>Get too specific and participants end up constrained without any room to stretch, too general and the less able participants pancake against the very start of the difficulty curve.
For sure, there is definitely a balance to aim for somewhere between "hello world" and a complete game.
>It really depends on what gameplay possibilities you want to load into the base toolkit you're creating.
I really don't want to constrain anyone's gameplay possibilities. That's one reason I'm trying to keep the criteria as broad as possible. I haven't even defined what a 2D platformer is. As long it's from a side view and you move around a 2D screen, I don't really care what people make. Sonic-like? Metroidvania? Shooting game like Alien for the SNES or Jurassic Park for the Genesis? VVVVVV-like puzzler? Game with vehicles? Terraria-clone? Go nuts.
>This starts to get into too-specific territory, but I think including a basic implementation would go a long way towards getting people started.
You think? It's actually kind of involved, loading a level, its map, graphics, enemies, pickups, level-specific logic or scripting, and then unloading it all (without memory leaks) to move to another level. My idea was a Level() object that would be loaded from xml, with 2 or 3 of them to show how to handle that. A basic "game" could then be: new game -> load world 1-1 -> beat that -> load world 1-2 -> beat that -> load world 1-3 -> beat that -> game over. congratulations. A "level" would only be 2-3 screen lengths (or heights) long and can be whipped up in Tiled in minutes. What did you have in mind?
>It'd be especially good if the monster used the same state machine system as the player.
Can't guarantee it'll be that generalized but I can try. I'd like to think the player state machine would serve as an example for implementing enemy or level/world state machines in case I wasn't able to.
>Maybe you already addressed this, but what about sound and music?
I did not, though I had thought of it. I'm still looking around for good stuff but year, BGM will play (maybe level-specific), and sounds will be used where appropriate (on jumping, collecting something, attack/explosion, death, etc.).
>I know you don't want to do a theme beyond "maek platfoemr" but I think it might be a good idea.
The goal was to keep it sufficiently broad, while still keeping everyone mostly "on the same page." I'd like it if people were able to share both high-level approaches and algorithms as well as implementation details, hence constraining the game type and framework (Raylib). Both are optional, though, if you really want to do something else or are more comfortable with a different framework. I figured some small subset of people might be turned off by those constraints, and adding a further one - theme, might turn off yet more people. But who knows. It's the first time, I have no idea how many people will participate and no idea how it'll turn out. I just hope the jam can garner some interest and be fun and educational.

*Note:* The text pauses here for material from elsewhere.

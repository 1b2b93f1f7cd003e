// SPDX-License-Identifier: AGPL-3.0-or-later
// Copyright (c) 2025 ReifyDB

pub mod fixtures;
pub mod tempdir;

That said, I'm open to suggestions. Did you have a theme in mind? What do you think would be fun to do?
>Really admire what you're doing here, by the way. I'm fully bogged in the jungle quicksand of my own game but perhaps I'll find time to make a little thing for this too.
Thanks. What are you working on?
Nice fox butt.
>They need not be projectiles, but having examples of the create/move/do-something-on-collision/remove cycle would be a good thing. Projectiles happen to be a very simple case, so perhaps they're a good thing to include in the standard example.
Sure, that was the idea. Spawning something, updating/tracking it, doing something if it interacts with something, and destruction of it.
>I think this goes way into "too specific" territory, and also provides more to go wrong.
You may be right. I wanted to get away from my very-specific Mario-like that I've been playing around with and to a more general platformer framework, one that could support both old-school pixel/tile types as well as newer ones, with freely-placed objects and non-grid aligned colliders and graphics. I grabbed some pics of games that I'd consider not-tile-based, at least not wholly-rectangular ones. That's why I'd like to have examples for other collision types besides AABB - AABB. Tiled supports drawing collision shapes over maps as well, so I'd like to show how to import those and collide with them, provided they're properly convex. See first pic for what those triangles look like in the editor. In the exported XML they show up like so:
<objectgroup id="6" name="Object Layer 2">
<object id="8" x="160.043" y="159.957">
<polygon points="0,0 15.913,15.9565 -0.0869565,16"/>
<object id="9" x="176.063" y="176.063">
<polygon points="0,0 32.0625,15.9375 -0.0625,16"/>
You can add custom properties to these with values that get exported in the map file as well, so you could tag a volume as damaging, or collision shape as slippery, or whatever. I'll write up something about that then. But yeah, balance. Trying to make the skeleton of a game here, not necessarily a game engine. Appreciate the input and hope we get some more coming in eventually; I'd like to hear more about what people are interested in doing too, whether it's themes or mechanics or styles or whatever.